──────── Input data

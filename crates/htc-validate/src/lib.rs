//! Three-phase configuration validation
//!
//! Phase 1 parses the rendered text. Phase 2 checks every structural
//! element against the version-appropriate Dataplane schema document.
//! Phase 3 writes the artifacts into a filesystem sandbox and runs
//! `haproxy -c` — the binary check is the only globally serialized step;
//! phases 1 and 2 run freely per candidate.
//!
//! Any phase failure is terminal for the candidate. Configured validation
//! tests (template unit tests) run after phase 3.

pub mod error;
pub mod schema;
pub mod semantic;
pub mod tests_runner;

use std::collections::BTreeMap;
use std::path::PathBuf;

use htc_core::{RenderedArtifact, StoreSnapshot};
use htc_crd::{HAProxyTemplateConfigSpec, ResourceDirs};
use htc_haproxy::{Config, DataplaneVersion};
use tracing::debug;

pub use error::{Error, Result};
pub use semantic::Sandbox;

/// Validator for rendered artifacts.
#[derive(Debug, Clone)]
pub struct Validator {
    /// HAProxy binary used for the semantic check.
    pub haproxy_bin: String,
    /// Root the sandbox directory layout is created under. `/` on a
    /// controller pod with its own `/etc/haproxy`; a temp dir in tests.
    pub sandbox_root: PathBuf,
}

impl Default for Validator {
    fn default() -> Self {
        Self {
            haproxy_bin: "haproxy".to_string(),
            sandbox_root: PathBuf::from("/"),
        }
    }
}

impl Validator {
    /// Run phases 1–3. Returns the parsed configuration for the
    /// synchronizer to diff against.
    pub async fn validate(
        &self,
        artifact: &RenderedArtifact,
        dirs: &ResourceDirs,
        version: DataplaneVersion,
    ) -> Result<Config> {
        let config = htc_haproxy::parse(&artifact.main_config).map_err(Error::from_parse)?;
        debug!(checksum = %artifact.checksum, "phase 1 (syntax) passed");

        schema::check(&config, version)?;
        debug!(%version, "phase 2 (schema) passed");

        semantic::check(self, artifact, dirs).await?;
        debug!("phase 3 (semantic) passed");

        Ok(config)
    }

    /// Run the spec's template unit tests (fixture render + substring
    /// assertions). Used after a successful validation and by webhook
    /// dry-runs.
    pub fn run_validation_tests(
        &self,
        spec: &HAProxyTemplateConfigSpec,
        haproxy_pods: &StoreSnapshot,
    ) -> Result<()> {
        tests_runner::run(spec, haproxy_pods)
    }

    /// Validate a config file offline (the CLI `validate` subcommand):
    /// phases 1–3 over a bare artifact with no auxiliary files.
    pub async fn validate_offline(
        &self,
        main_config: String,
        dirs: &ResourceDirs,
    ) -> Result<Config> {
        let artifact = RenderedArtifact::new(
            main_config,
            BTreeMap::new(),
            BTreeMap::new(),
            BTreeMap::new(),
        );
        self.validate(&artifact, dirs, DataplaneVersion::OLDEST).await
    }
}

────────────────

- [Instructions for the task] Look through the entries above; find each line with the word "phases" and copy it.

- [Result]
//! phases 1 and 2 run freely per candidate.
    /// Run phases 1–3. Returns the parsed configuration for the
    /// phases 1–3 over a bare artifact with no auxiliary files.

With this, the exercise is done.